Botanists stumped over 'cruelest cut of the Christmas season'

Botanists stumped over 'cruelest cut of the Christmas season' »Play Video
SEATTLE -- Someone helped themselves to a Christmas tree at the Washington Park Arboretum.

But it wasn't just any tree; the tree was so rare that the incident is being called "the cruelest cut of the Christmas season" by horticulturists.

Keteleeria Evelyniana will never make the list of the world's most beautiful trees. Not even a horticulturist would call the tree beautiful.

"A Charlie Brown tree, sort of," said David Zukerman, a horticulturist at the University of Washington Botanic Garden. "In our minds, it's priceless."

The tree's thin, long needles are sparse and from afar, a layperson may not be too impressed. But it is one-of-a-kind, and very, very rare.

There is now one standing Keteleeria left in Washington state, and perhaps in the Northwest.

Two Keteleerias used to stand proud at the arboretum until someone, perhaps on Tuesday night, came in with a bow saw and carted it away. And to Zukerman, the act is an unforgivable offense with irreparable damages.

"The tree's been cut. Even if we find the person who took the tree and the tree, it's a dead tree," he said.

If you think Zukerman is upset, think of Barbara Selemon. She took care of the trees for nine years until they were old enough to be planted in the arboretum.

"Someone stabbed me in the stomach," she said. "It's like feeling you have lost something very special to you."

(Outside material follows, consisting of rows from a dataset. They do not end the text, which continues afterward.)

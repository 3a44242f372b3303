use crate::common::{Config, DevMode, FaceLockError, Result};
use crate::core::embedding::Embedding;
use crate::core::matcher::Identity;
use crate::storage::{new_identity_id, newest_first, AccessEvent, Datastore};
use chrono::Utc;
use directories::ProjectDirs;
use serde::{Deserialize, Serialize};
use std::fs::{self, OpenOptions};
use std::io::{BufRead, BufReader, Write};
use std::path::{Path, PathBuf};

const STORAGE_VERSION: u32 = 1;
const ACCESS_LOG_FILE: &str = "access_log.jsonl";
const IDENTITIES_DIR: &str = "identities";

#[derive(Serialize, Deserialize)]
struct StoredIdentity {
    version: u32,
    identity: Identity,
}

/// Identities as one bincode file each, access events as JSON lines.
pub struct FileStore {
    identities_dir: PathBuf,
    access_log: PathBuf,
}

fn persistence(context: &str) -> impl FnOnce(std::io::Error) -> FaceLockError + '_ {
    move |e| FaceLockError::Persistence(format!("{}: {}", context, e))
}

impl FileStore {
    pub fn new_with_paths(data_dir: &Path) -> Result<Self> {
        let identities_dir = data_dir.join(IDENTITIES_DIR);
        fs::create_dir_all(&identities_dir)
            .map_err(persistence("Failed to create data directory"))?;

        Ok(Self {
            identities_dir,
            access_log: data_dir.join(ACCESS_LOG_FILE),
        })
    }

    /// Data directory precedence: `[storage] data_dir`, then `--dev`, then
    /// the platform data directory.
    pub fn open(config: &Config, dev_mode: &DevMode) -> Result<Self> {
        let data_dir = match (&config.storage.data_dir, dev_mode.data_dir()) {
            (Some(dir), _) => dir.clone(),
            (None, Some(dir)) => dir,
            (None, None) => ProjectDirs::from("com", "facelock", "FaceLock")
                .ok_or_else(|| FaceLockError::Persistence("Failed to get project dirs".into()))?
                .data_dir()
                .to_path_buf(),
        };

        tracing::debug!("FileStore using data directory: {:?}", data_dir);
        Self::new_with_paths(&data_dir)
    }

    fn identity_files(&self) -> Result<Vec<PathBuf>> {
        let entries = fs::read_dir(&self.identities_dir)
            .map_err(persistence("Failed to read identities"))?;

        let mut files = Vec::new();
        for entry in entries {
            let path = entry.map_err(persistence("Failed to read identities"))?.path();
            if path.extension().and_then(|e| e.to_str()) == Some("bincode") {
                files.push(path);
            }
        }
        Ok(files)
    }

    fn read_identity(path: &Path) -> Result<Identity> {
        let data = fs::read(path).map_err(persistence("Failed to read identity"))?;
        let stored: StoredIdentity = bincode::deserialize(&data)
            .map_err(|e| FaceLockError::Persistence(format!("Failed to deserialize: {}", e)))?;

        if stored.version > STORAGE_VERSION {
            return Err(FaceLockError::Persistence(format!(
                "Identity written by a newer storage version ({} > {})", stored.version, STORAGE_VERSION
            )));
        }
        Ok(stored.identity)
    }
}

impl Datastore for FileStore {
    /// Sorted by enrollment time so gallery order is stable across runs.
    /// Unreadable files are skipped with a warning.
    fn list_identities(&self) -> Result<Vec<Identity>> {
        let mut identities = Vec::new();
        for path in self.identity_files()? {
            match Self::read_identity(&path) {
                Ok(identity) => identities.push(identity),
                Err(e) => tracing::warn!("Skipping identity file {:?}: {}", path, e),
            }
        }

        identities.sort_by(|a, b| a.created_at.cmp(&b.created_at).then_with(|| a.id.cmp(&b.id)));
        Ok(identities)
    }

    fn identity_exists(&self, name: &str) -> Result<bool> {
        Ok(self.list_identities()?.iter().any(|identity| identity.name == name))
    }

    fn create_identity(&self, name: &str, embeddings: Vec<Embedding>) -> Result<Identity> {
        if embeddings.is_empty() {
            return Err(FaceLockError::Persistence("Refusing to store an identity without embeddings".into()));
        }

        let identity = Identity {
            id: new_identity_id(),
            name: name.to_string(),
            embeddings,
            created_at: Utc::now(),
        };
        let stored = StoredIdentity { version: STORAGE_VERSION, identity };
        let encoded = bincode::serialize(&stored)
            .map_err(|e| FaceLockError::Persistence(format!("Failed to serialize: {}", e)))?;

        let path = self.identities_dir.join(format!("{}.bincode", stored.identity.id));
        fs::write(&path, encoded).map_err(persistence("Failed to write identity"))?;

        tracing::info!("Stored identity {} ({}) with {} embeddings",
                       stored.identity.name, stored.identity.id, stored.identity.embeddings.len());
        Ok(stored.identity)
    }

    fn append_access_event(&self, event: &AccessEvent) -> Result<()> {
        let mut line = serde_json::to_string(event)
            .map_err(|e| FaceLockError::Persistence(format!("Failed to encode access event: {}", e)))?;
        line.push('\n');

        let mut file = OpenOptions::new()
            .create(true)
            .append(true)
            .open(&self.access_log)
            .map_err(persistence("Failed to open access log"))?;
        file.write_all(line.as_bytes())
            .map_err(persistence("Failed to append access event"))
    }

    fn list_access_events(&self, limit: usize) -> Result<Vec<AccessEvent>> {
        if !self.access_log.exists() {
            return Ok(Vec::new());
        }

        let file = fs::File::open(&self.access_log).map_err(persistence("Failed to open access log"))?;
        let mut events = Vec::new();
        for (index, line) in BufReader::new(file).lines().enumerate() {
            let line = line.map_err(persistence("Failed to read access log"))?;
            if line.trim().is_empty() {
                continue;
            }
            match serde_json::from_str::<AccessEvent>(&line) {
                Ok(event) => events.push(event),
                Err(e) => tracing::warn!("Skipping malformed access log line {}: {}", index + 1, e),
            }
        }

        Ok(newest_first(events, limit))
    }
}
pub mod file_store;
pub mod memory;

pub use file_store::FileStore;
pub use memory::MemoryStore;

use crate::common::Result;
use crate::core::embedding::Embedding;
use crate::core::matcher::{Identity, MatchResult};
use chrono::{DateTime, Utc};
use serde::{Deserialize, Serialize};
use std::fmt;

#[derive(Debug, Clone, Copy, PartialEq, Eq, Serialize, Deserialize)]
#[serde(rename_all = "lowercase")]
pub enum AccessOutcome {
    Granted,
    Denied,
    Unknown,
}

impl fmt::Display for AccessOutcome {
    fn fmt(&self, f: &mut fmt::Formatter<'_>) -> fmt::Result {
        let label = match self {
            AccessOutcome::Granted => "granted",
            AccessOutcome::Denied => "denied",
            AccessOutcome::Unknown => "unknown",
        };
        f.write_str(label)
    }
}

/// One access decision. Written once, never updated.
#[derive(Debug, Clone, PartialEq, Serialize, Deserialize)]
pub struct AccessEvent {
    pub identity_id: Option<String>,
    pub name: Option<String>,
    pub outcome: AccessOutcome,
    pub confidence: i32,
    /// Seconds the door stays open, for granted events.
    pub unlock_duration: Option<u32>,
    pub timestamp: DateTime<Utc>,
}

impl AccessEvent {
    pub fn granted(matched: &MatchResult, unlock_duration: u32) -> Self {
        Self {
            identity_id: Some(matched.identity_id.clone()),
            name: Some(matched.name.clone()),
            outcome: AccessOutcome::Granted,
            confidence: matched.confidence,
            unlock_duration: Some(unlock_duration),
            timestamp: Utc::now(),
        }
    }

    /// A recognised but insufficiently confident face. The candidate
    /// identity is deliberately left off the record.
    pub fn denied(confidence: i32) -> Self {
        Self {
            identity_id: None,
            name: None,
            outcome: AccessOutcome::Denied,
            confidence,
            unlock_duration: None,
            timestamp: Utc::now(),
        }
    }
}

/// Where identities and the access log live.
pub trait Datastore {
    fn list_identities(&self) -> Result<Vec<Identity>>;

    fn identity_exists(&self, name: &str) -> Result<bool>;

    fn create_identity(&self, name: &str, embeddings: Vec<Embedding>) -> Result<Identity>;

    fn append_access_event(&self, event: &AccessEvent) -> Result<()>;

    /// Newest first, at most `limit` events.
    fn list_access_events(&self, limit: usize) -> Result<Vec<AccessEvent>>;
}

pub(crate) fn new_identity_id() -> String {
    format!("{:032x}", rand::random::<u128>())
}

/// Newest first; events with equal timestamps keep reverse insertion order.
pub(crate) fn newest_first(mut events: Vec<AccessEvent>, limit: usize) -> Vec<AccessEvent> {
    events.reverse();
    events.sort_by(|a, b| b.timestamp.cmp(&a.timestamp));
    events.truncate(limit);
    events
}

Selemon's message to the tree cutter: "I think you're an idiot. Why would you ever feel the right to take a tree from a public park?"

At the arboretum, Zukerman wonders why anyone would cut down a Charlie Brown tree.

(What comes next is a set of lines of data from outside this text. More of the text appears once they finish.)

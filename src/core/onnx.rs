use crate::common::{resolve_model_path, Config, FaceLockError, Result};
use ort::{Environment, GraphOptimizationLevel, Session, SessionBuilder};
use std::path::Path;
use std::sync::Arc;

/// An ONNX Runtime session together with the environment it must outlive.
pub struct ModelSession {
    pub session: Session,
    _environment: Arc<Environment>,
}

impl ModelSession {
    pub fn load(name: &str, model_path: &Path, config: &Config) -> Result<Self> {
        let model_path = resolve_model_path(model_path);
        if !model_path.exists() {
            return Err(FaceLockError::Model(
                format!("{} model not found at: {:?}", name, model_path)
            ));
        }

        let environment = Arc::new(
            Environment::builder()
                .with_name(name)
                .build()
                .map_err(|e| FaceLockError::Model(format!("Failed to create environment: {}", e)))?
        );

        let opt_level = match config.performance.optimization_level {
            0 => GraphOptimizationLevel::Disable,
            1 => GraphOptimizationLevel::Level1,
            2 => GraphOptimizationLevel::Level2,
            _ => GraphOptimizationLevel::Level3,
        };
        let session = SessionBuilder::new(&environment)?
            .with_optimization_level(opt_level)?
            .with_model_from_file(&model_path)?;

        tracing::debug!("Loaded {} model from {:?}", name, model_path);

        Ok(Self {
            session,
            _environment: environment,
        })
    }
}
pub type Embedding = Vec<f32>;

/// Euclidean distance in embedding space. Vectors of different length are
/// infinitely far apart.
pub fn euclidean_distance(a: &[f32], b: &[f32]) -> f32 {
    if a.len() != b.len() {
        return f32::INFINITY;
    }

    a.iter()
        .zip(b)
        .map(|(x, y)| (x - y) * (x - y))
        .sum::<f32>()
        .sqrt()
}

/// Scales `embedding` to unit length in place. Zero vectors are left as is.
pub fn l2_normalize(embedding: &mut [f32]) {
    let norm: f32 = embedding.iter().map(|x| x * x).sum::<f32>().sqrt();
    if norm > 0.0 {
        for value in embedding.iter_mut() {
            *value /= norm;
        }
    }
}

#[cfg(test)]
mod tests {
    use super::*;

    #[test]
    fn distance_of_known_vectors() {
        assert_eq!(euclidean_distance(&[0.0, 0.0], &[3.0, 4.0]), 5.0);
        assert_eq!(euclidean_distance(&[1.0, 2.0, 3.0], &[1.0, 2.0, 3.0]), 0.0);
    }

    #[test]
    fn length_mismatch_is_infinite() {
        assert!(euclidean_distance(&[1.0], &[1.0, 0.0]).is_infinite());
    }

    #[test]
    fn normalize_yields_unit_length() {
        let mut v = vec![3.0, 4.0];
        l2_normalize(&mut v);
        assert!((v[0] - 0.6).abs() < 1e-6);
        assert!((v[1] - 0.8).abs() < 1e-6);

        let mut zero = vec![0.0, 0.0];
        l2_normalize(&mut zero);
        assert_eq!(zero, vec![0.0, 0.0]);
    }
}
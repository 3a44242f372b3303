use crate::common::{Config, Result};
use crate::core::detector::{FaceBox, FaceDetector};
use crate::core::embedding::Embedding;
use crate::core::recognizer::FaceRecognizer;
use image::DynamicImage;

/// Detector and recognizer loaded once and shared by every camera session.
pub struct FacePipeline {
    detector: FaceDetector,
    recognizer: FaceRecognizer,
}

impl FacePipeline {
    pub fn new(config: &Config) -> Result<Self> {
        Ok(Self {
            detector: FaceDetector::new(config)?,
            recognizer: FaceRecognizer::new(config)?,
        })
    }

    pub fn detect(&self, frame: &DynamicImage) -> Result<Vec<FaceBox>> {
        self.detector.detect(frame)
    }

    /// Embedding of the most confident face in `frame`, if any.
    pub fn embed(&self, frame: &DynamicImage) -> Result<Option<Embedding>> {
        let faces = self.detector.detect(frame)?;
        match faces.first() {
            Some(face) => {
                tracing::debug!("Face detected with confidence {:.3}", face.confidence);
                self.recognizer.get_embedding(frame, face).map(Some)
            }
            None => Ok(None),
        }
    }
}
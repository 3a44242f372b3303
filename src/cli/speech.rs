use crate::common::config::SpeechConfig;
use crate::core::source::{Announcer, Silent};
use std::process::{Child, Command, Stdio};
use std::sync::Mutex;

/// Speaks through an external TTS program, e.g. `spd-say`.
///
/// Utterances run in the background. Finished ones are reaped on the next
/// announcement so no zombie processes pile up while the lock runs.
pub struct SpeechCommand {
    program: String,
    running: Mutex<Vec<Child>>,
}

impl SpeechCommand {
    pub fn new(program: impl Into<String>) -> Self {
        Self {
            program: program.into(),
            running: Mutex::new(Vec::new()),
        }
    }

    /// `SpeechCommand` when speech is enabled, `Silent` otherwise.
    pub fn from_config(config: &SpeechConfig) -> Box<dyn Announcer> {
        if config.enabled {
            Box::new(Self::new(config.command.clone()))
        } else {
            Box::new(Silent)
        }
    }

    /// Collects every utterance that has finished. Returns how many are
    /// still speaking.
    pub fn reap(&self) -> usize {
        let Ok(mut running) = self.running.lock() else {
            return 0;
        };

        running.retain_mut(|child| match child.try_wait() {
            Ok(Some(status)) => {
                if !status.success() {
                    tracing::debug!("Speech program {} exited with {}", self.program, status);
                }
                false
            }
            Ok(None) => true,
            Err(e) => {
                tracing::debug!("Failed to poll speech program {}: {}", self.program, e);
                false
            }
        });
        running.len()
    }
}

impl Announcer for SpeechCommand {
    fn announce(&self, text: &str) {
        tracing::debug!("Announcing: {}", text);
        self.reap();

        // Never waits: the controller keeps ticking while speech plays.
        let spawned = Command::new(&self.program)
            .arg(text)
            .stdin(Stdio::null())
            .stdout(Stdio::null())
            .stderr(Stdio::null())
            .spawn();

        match spawned {
            Ok(child) => {
                if let Ok(mut running) = self.running.lock() {
                    running.push(child);
                }
            }
            Err(e) => tracing::debug!("Speech program {} failed: {}", self.program, e),
        }
    }
}

impl Drop for SpeechCommand {
    fn drop(&mut self) {
        let still_speaking = self.reap();
        if still_speaking > 0 {
            tracing::debug!("{} announcements still playing at shutdown", still_speaking);
        }
    }
}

"If you walk over there, I can show you some very beautiful firs," he said, pointing to another part of the arboretum. Firs are not as rare, but of course, you can't cut down any trees at the arboretum.

The university is still trying to put a value on the stolen tree. Its first guess is $10,000. At the Rino Lot on Lake City Way, that's enough to buy all the trees -- some 200 of them.

The Keteleeria is native to southwest China, and is considered endangered.

The arboretum says one of the reasons the tree was planted there was to provide seeds to China if that proves necessary to keep the species alive.